L’Angleterre a aujourd’hui, sans compter sa querelle avec l’Égypte, bon nombre de guerres, dans l’Afghanistan, au pays des Zoulous, sur la côte d’Afrique, et elle ne laisse pas de commencer à ressentir un peu d’ennui de toutes ces expéditions lointaines dont l’opposition se fait une arme contre le ministère triomphant de lord Beaconsfield. L’Allemagne, conduite par M. de Bismarck, l’Allemagne officielle poursuit sa guerre de répression contre le socialisme, et le chancelier entre décidément en campagne contre la liberté commerciale, sous le drapeau de la protection. L’Italie vient d’avoir des interpellations ; des débats parlementaires sur les agitations républicaines qui se réveillent, qui se sont produites récemment avec une certaine ostentation à Milan et sur d’autres points. L’Espagne est tout entière à ses élections, qui sont désormais prochaines, qui ont été décrétées par le ministère de M. Canovas del Castillo et qui vont s’accomplir sous le ministère du général Martinez Campos. Ces élections ont certainement pour l’Espagne une assez sérieuse importance. D’abord elles sont les premières où vont se rencontrer les nouveaux partis formés ou réorganisés dans les chambres depuis la restauration du roi Alphonse XII. Le dernier parlement, celui qui vient d’être dissous, avait été élu, il y a plus de trois ans, au lendemain de la guerre civile, dans ce qu’on pourrait appeler la période de reconstitution de la monarchie, et il avait été nommé par le suffrage universel, qui survivait encore à la révolution. Aujourd’hui c’est sur un terrain nouveau, dans des conditions nouvelles, après trois ans de régime constitutionnel, que la lutte va s’engager. De plus, ces élections sont aussi la première expérience de la nouvelle loi électorale qui a été votée par les chambres. Or cette loi, sans maintenir le suffrage universel, n’a certainement rien de réactionnaire. Elle n’exige de l’électeur qu’une contribution foncière de 25 francs ou une contribution industrielle de 50 francs. Elle étend l’électorat à une assez large catégorie de capacités de toute sorte. Ce qu’elle a surtout de caractéristique et d’original, c’est qu’elle organise ce qu’on appelle la représentation des minorités par le vote cumulatif, par un système de circonscriptions qui permet à l’opposition de conquérir un certain nombre de sièges.

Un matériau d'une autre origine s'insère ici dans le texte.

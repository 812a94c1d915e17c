#![warn(missing_docs)]

//! B-rep primitive construction for the facet kernel.
//!
//! Builds complete topology + geometry (including the pcurves every
//! Edge use needs in its Face's parameter plane) for the standard test
//! solids: box, cylinder, and sphere.

use std::collections::HashMap;
use std::f64::consts::PI;

use facet_kernel_geom::{
    Circle3, CirclePcurve, CylinderSurface, GeometryStore, Line3, LinePcurve, Plane,
    SphereSurface, Surface,
};
use facet_kernel_math::{Point2, Point3, Vec3};
use facet_kernel_topo::{BodyId, BodyKind, LoopUse, Topology};

/// A constructed primitive: topology + geometry + the Body entity.
#[derive(Debug, Clone)]
pub struct BrepSolid {
    /// The topological structure.
    pub topology: Topology,
    /// Surfaces, curves and pcurves referenced by the topology.
    pub geometry: GeometryStore,
    /// The Body entity.
    pub body: BodyId,
}

/// Build a solid box with one corner at `corner` and extents
/// `(sx, sy, sz)` along the axes: 6 planar Faces, 12 line Edges,
/// 8 Nodes.
pub fn make_box(corner: Point3, sx: f64, sy: f64, sz: f64) -> BrepSolid {
    let mut topo = Topology::new();
    let mut geom = GeometryStore::new();

    let p = |dx: f64, dy: f64, dz: f64| {
        Point3::new(corner.x + dx, corner.y + dy, corner.z + dz)
    };
    let pts = [
        p(0.0, 0.0, 0.0),
        p(sx, 0.0, 0.0),
        p(sx, sy, 0.0),
        p(0.0, sy, 0.0),
        p(0.0, 0.0, sz),
        p(sx, 0.0, sz),
        p(sx, sy, sz),
        p(0.0, sy, sz),
    ];
    let nodes: Vec<_> = pts.iter().map(|&q| topo.add_node(q)).collect();

    // corner orders are CCW viewed from outside the solid
    let face_corners: [[usize; 4]; 6] = [
        [0, 3, 2, 1], // bottom  (-z)
        [4, 5, 6, 7], // top     (+z)
        [0, 1, 5, 4], // front   (-y)
        [2, 3, 7, 6], // back    (+y)
        [0, 4, 7, 3], // left    (-x)
        [1, 2, 6, 5], // right   (+x)
    ];

    // shared Edges keyed by the unordered node pair; value records the
    // curve direction as built
    let mut edge_map: HashMap<(usize, usize), (facet_kernel_topo::EdgeId, usize, usize)> =
        HashMap::new();
    let mut faces = Vec::new();

    for corners in face_corners.iter() {
        let c: Vec<Point3> = corners.iter().map(|&i| pts[i]).collect();
        let x_dir = c[1] - c[0];
        let normal = x_dir.cross(&(c[3] - c[0]));
        let y_dir = normal.cross(&x_dir);
        let plane = Plane::new(c[0], x_dir, y_dir);
        let project = |q: &Point3| plane.inverse_evaluate(q).0;
        let surf = geom.add_surface(Box::new(plane.clone()));

        let mut uses = Vec::new();
        for j in 0..4 {
            let a = corners[j];
            let b = corners[(j + 1) % 4];
            let key = (a.min(b), a.max(b));
            let (eid, ca, _cb) = *edge_map.entry(key).or_insert_with(|| {
                let curve = geom.add_curve(Box::new(Line3::through(pts[a], pts[b])));
                let eid = topo.add_edge(curve, (0.0, 1.0), [nodes[a], nodes[b]]);
                (eid, a, b)
            });
            let sense = if ca == a { 1 } else { -1 };
            // pcurve follows the curve parameter, not the traversal
            let (t0_pt, t1_pt) = if ca == a { (pts[a], pts[b]) } else { (pts[b], pts[a]) };
            let pc = geom.add_pcurve(Box::new(LinePcurve::through(
                0.0,
                project(&t0_pt),
                1.0,
                project(&t1_pt),
            )));
            uses.push(LoopUse {
                edge: eid,
                sense,
                pcurve: Some(pc),
            });
        }
        let lp = topo.add_loop(uses);
        faces.push(topo.add_face(surf, vec![lp], 1));
    }

    let shell = topo.add_shell(faces);
    let body = topo.add_body(BodyKind::Solid, vec![shell]);
    BrepSolid {
        topology: topo,
        geometry: geom,
        body,
    }
}

/// Build a solid cylinder of the given radius and height with its axis
/// along +Z from the origin: a lateral cylindrical Face with a seam,
/// plus two planar caps. 2 Nodes, 3 Edges, 3 Faces.
pub fn make_cylinder(radius: f64, height: f64) -> BrepSolid {
    let mut topo = Topology::new();
    let mut geom = GeometryStore::new();

    let n_bot = topo.add_node(Point3::new(radius, 0.0, 0.0));
    let n_top = topo.add_node(Point3::new(radius, 0.0, height));

    let c_bot = geom.add_curve(Box::new(Circle3::new(
        Point3::origin(),
        Vec3::x(),
        Vec3::y(),
        radius,
    )));
    let c_top = geom.add_curve(Box::new(Circle3::new(
        Point3::new(0.0, 0.0, height),
        Vec3::x(),
        Vec3::y(),
        radius,
    )));
    let c_seam = geom.add_curve(Box::new(Line3::through(
        Point3::new(radius, 0.0, 0.0),
        Point3::new(radius, 0.0, height),
    )));

    let e_bot = topo.add_edge(c_bot, (0.0, 2.0 * PI), [n_bot, n_bot]);
    let e_top = topo.add_edge(c_top, (0.0, 2.0 * PI), [n_top, n_top]);
    let e_seam = topo.add_edge(c_seam, (0.0, 1.0), [n_bot, n_top]);

    // lateral face: UV rectangle [0, 2π] × [0, height], seam used twice
    let lat_surf = geom.add_surface(Box::new(CylinderSurface::new(
        Point3::origin(),
        Vec3::z(),
        radius,
    )));
    let pc_bot = geom.add_pcurve(Box::new(LinePcurve::through(
        0.0,
        Point2::new(0.0, 0.0),
        2.0 * PI,
        Point2::new(2.0 * PI, 0.0),
    )));
    let pc_seam_hi = geom.add_pcurve(Box::new(LinePcurve::through(
        0.0,
        Point2::new(2.0 * PI, 0.0),
        1.0,
        Point2::new(2.0 * PI, height),
    )));
    let pc_top = geom.add_pcurve(Box::new(LinePcurve::through(
        0.0,
        Point2::new(0.0, height),
        2.0 * PI,
        Point2::new(2.0 * PI, height),
    )));
    let pc_seam_lo = geom.add_pcurve(Box::new(LinePcurve::through(
        0.0,
        Point2::new(0.0, 0.0),
        1.0,
        Point2::new(0.0, height),
    )));
    let lat_loop = topo.add_loop(vec![
        LoopUse { edge: e_bot, sense: 1, pcurve: Some(pc_bot) },
        LoopUse { edge: e_seam, sense: 1, pcurve: Some(pc_seam_hi) },
        LoopUse { edge: e_top, sense: -1, pcurve: Some(pc_top) },
        LoopUse { edge: e_seam, sense: -1, pcurve: Some(pc_seam_lo) },
    ]);
    let lat_face = topo.add_face(lat_surf, vec![lat_loop], 1);

    // bottom cap, outward normal -Z
    let bot_plane = Plane::new(Point3::origin(), Vec3::x(), -Vec3::y());
    let bot_surf = geom.add_surface(Box::new(bot_plane));
    let pc_cap_bot = geom.add_pcurve(Box::new(CirclePcurve {
        center: Point2::new(0.0, 0.0),
        x_vec: facet_kernel_math::Vec2::new(radius, 0.0),
        y_vec: facet_kernel_math::Vec2::new(0.0, -radius),
    }));
    let bot_loop = topo.add_loop(vec![LoopUse {
        edge: e_bot,
        sense: -1,
        pcurve: Some(pc_cap_bot),
    }]);
    let bot_face = topo.add_face(bot_surf, vec![bot_loop], 1);

    // top cap, outward normal +Z
    let top_plane = Plane::new(Point3::new(0.0, 0.0, height), Vec3::x(), Vec3::y());
    let top_surf = geom.add_surface(Box::new(top_plane));
    let pc_cap_top = geom.add_pcurve(Box::new(CirclePcurve {
        center: Point2::new(0.0, 0.0),
        x_vec: facet_kernel_math::Vec2::new(radius, 0.0),
        y_vec: facet_kernel_math::Vec2::new(0.0, radius),
    }));
    let top_loop = topo.add_loop(vec![LoopUse {
        edge: e_top,
        sense: 1,
        pcurve: Some(pc_cap_top),
    }]);
    let top_face = topo.add_face(top_surf, vec![top_loop], 1);

    let shell = topo.add_shell(vec![lat_face, bot_face, top_face]);
    let body = topo.add_body(BodyKind::Solid, vec![shell]);
    BrepSolid {
        topology: topo,
        geometry: geom,
        body,
    }
}

/// Build a solid sphere centered at `center`: a single Face over the
/// full sphere, bounded by a meridian seam Edge (used on both sides)
/// and two degenerate pole Edges. 2 Nodes, 3 Edges, 1 Face.
pub fn make_sphere(center: Point3, radius: f64) -> BrepSolid {
    let mut topo = Topology::new();
    let mut geom = GeometryStore::new();

    let south = Point3::new(center.x, center.y, center.z - radius);
    let north = Point3::new(center.x, center.y, center.z + radius);
    let n_s = topo.add_node(south);
    let n_n = topo.add_node(north);

    // meridian at u = 0: P(t) = center + r (cos t · x + sin t · z)
    let c_seam = geom.add_curve(Box::new(Circle3::new(center, Vec3::x(), Vec3::z(), radius)));
    let e_seam = topo.add_edge(c_seam, (-PI / 2.0, PI / 2.0), [n_s, n_n]);
    let e_south = topo.add_degenerate_edge(c_seam, (0.0, 2.0 * PI), n_s);
    let e_north = topo.add_degenerate_edge(c_seam, (0.0, 2.0 * PI), n_n);

    let surf = geom.add_surface(Box::new(SphereSurface::new(center, radius)));
    let ((_, u_hi), (v_lo, v_hi)) = {
        let s: &dyn Surface = geom.surfaces[surf].as_ref();
        s.param_range()
    };

    let pc_south = geom.add_pcurve(Box::new(LinePcurve::through(
        0.0,
        Point2::new(0.0, v_lo),
        2.0 * PI,
        Point2::new(u_hi, v_lo),
    )));
    let pc_seam_hi = geom.add_pcurve(Box::new(LinePcurve::through(
        v_lo,
        Point2::new(u_hi, v_lo),
        v_hi,
        Point2::new(u_hi, v_hi),
    )));
    let pc_north = geom.add_pcurve(Box::new(LinePcurve::through(
        0.0,
        Point2::new(0.0, v_hi),
        2.0 * PI,
        Point2::new(u_hi, v_hi),
    )));
    let pc_seam_lo = geom.add_pcurve(Box::new(LinePcurve::through(
        v_lo,
        Point2::new(0.0, v_lo),
        v_hi,
        Point2::new(0.0, v_hi),
    )));

    let lp = topo.add_loop(vec![
        LoopUse { edge: e_south, sense: 1, pcurve: Some(pc_south) },
        LoopUse { edge: e_seam, sense: 1, pcurve: Some(pc_seam_hi) },
        LoopUse { edge: e_north, sense: -1, pcurve: Some(pc_north) },
        LoopUse { edge: e_seam, sense: -1, pcurve: Some(pc_seam_lo) },
    ]);
    let face = topo.add_face(surf, vec![lp], 1);
    let shell = topo.add_shell(vec![face]);
    let body = topo.add_body(BodyKind::Solid, vec![shell]);
    BrepSolid {
        topology: topo,
        geometry: geom,
        body,
    }
}

#[cfg(test)]
mod tests {
    use super::*;

    #[test]
    fn test_box_topology_counts() {
        let brep = make_box(Point3::origin(), 1.0, 1.0, 1.0);
        let b = &brep.topology.bodies[brep.body];
        assert_eq!(b.nodes.len(), 8);
        assert_eq!(b.edges.len(), 12);
        assert_eq!(b.faces.len(), 6);
        assert_eq!(brep.geometry.surfaces.len(), 6);
        assert_eq!(brep.geometry.curves.len(), 12);
        // every face contributes 4 pcurves
        assert_eq!(brep.geometry.pcurves.len(), 24);
    }

    #[test]
    fn test_box_edges_manifold() {
        let brep = make_box(Point3::origin(), 2.0, 1.0, 1.0);
        let sides = brep.topology.edge_sides(brep.body);
        for s in &sides {
            // each edge bounds exactly one face per side
            assert_eq!(s.neg.len(), 1);
            assert_eq!(s.pos.len(), 1);
            assert_ne!(s.neg[0], s.pos[0]);
        }
    }

    #[test]
    fn test_box_pcurves_match_curves() {
        // pcurve(t) mapped through the surface must land on curve(t)
        let brep = make_box(Point3::new(1.0, 2.0, 3.0), 2.0, 1.5, 1.0);
        for &fid in &brep.topology.bodies[brep.body].faces {
            let face = &brep.topology.faces[fid];
            let surf = &brep.geometry.surfaces[face.surface];
            for &lid in &face.loops {
                for lu in &brep.topology.loops[lid].uses {
                    let edge = &brep.topology.edges[lu.edge];
                    let curve = &brep.geometry.curves[edge.curve];
                    let pc = &brep.geometry.pcurves[lu.pcurve.unwrap()];
                    for &t in &[0.0, 0.5, 1.0] {
                        let on_curve = curve.evaluate(t).point;
                        let on_surf = surf.evaluate(pc.evaluate(t)).point;
                        assert!((on_curve - on_surf).norm() < 1e-10);
                    }
                }
            }
        }
    }

    #[test]
    fn test_cylinder_topology() {
        let brep = make_cylinder(1.0, 2.0);
        let b = &brep.topology.bodies[brep.body];
        assert_eq!(b.nodes.len(), 2);
        assert_eq!(b.edges.len(), 3);
        assert_eq!(b.faces.len(), 3);
        let sides = brep.topology.edge_sides(brep.body);
        // seam edge (second in loop order) is used twice by the lateral face
        let seam = &sides[1];
        assert_eq!(seam.neg, vec![1]);
        assert_eq!(seam.pos, vec![1]);
    }

    #[test]
    fn test_cylinder_seam_pcurves_differ() {
        let brep = make_cylinder(1.0, 2.0);
        let b = &brep.topology.bodies[brep.body];
        let lat = b.faces[0];
        let seam = b.edges[1];
        let hi = brep.topology.pcurve_for(lat, seam, 1).unwrap();
        let lo = brep.topology.pcurve_for(lat, seam, -1).unwrap();
        let uv_hi = brep.geometry.pcurves[hi].evaluate(0.5);
        let uv_lo = brep.geometry.pcurves[lo].evaluate(0.5);
        assert!((uv_hi.x - 2.0 * PI).abs() < 1e-12);
        assert!(uv_lo.x.abs() < 1e-12);
        assert!((uv_hi.y - uv_lo.y).abs() < 1e-12);
    }

    #[test]
    fn test_sphere_topology() {
        let brep = make_sphere(Point3::origin(), 1.0);
        let b = &brep.topology.bodies[brep.body];
        assert_eq!(b.nodes.len(), 2);
        assert_eq!(b.edges.len(), 3);
        assert_eq!(b.faces.len(), 1);
        let degen: Vec<_> = b
            .edges
            .iter()
            .filter(|&&e| brep.topology.edges[e].degenerate)
            .collect();
        assert_eq!(degen.len(), 2);
    }

    #[test]
    fn test_sphere_seam_endpoints() {
        let brep = make_sphere(Point3::new(0.0, 0.0, 1.0), 2.0);
        let b = &brep.topology.bodies[brep.body];
        let seam = &brep.topology.edges[b.edges[1]];
        assert!(!seam.degenerate);
        let curve = &brep.geometry.curves[seam.curve];
        let lo = curve.evaluate(seam.t_range.0).point;
        let hi = curve.evaluate(seam.t_range.1).point;
        assert!((lo - Point3::new(0.0, 0.0, -1.0)).norm() < 1e-12);
        assert!((hi - Point3::new(0.0, 0.0, 3.0)).norm() < 1e-12);
    }
}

Que sortira-t-il de là ? Ce qui est certain, c’est que le ministère du général Martinez Campos a témoigné par ses actes ; par ses circulaires, l’intention de garder une libérale neutralité, et déjà tous les partis sont en mouvement L’Espagne est en pleine campagne électorale. De toute façon le résultat laissera certainement intacte cette monarchie constitutionnelle qui peut se prêter à toutes les justes extensions libérales en même temps qu’elle est la garantie de tous les intérêts conservateurs dans la paix intérieure reconquise et maintenue.


Ch. De Mazade.

{{d|Le directeur-gérant, C. BULOZ}.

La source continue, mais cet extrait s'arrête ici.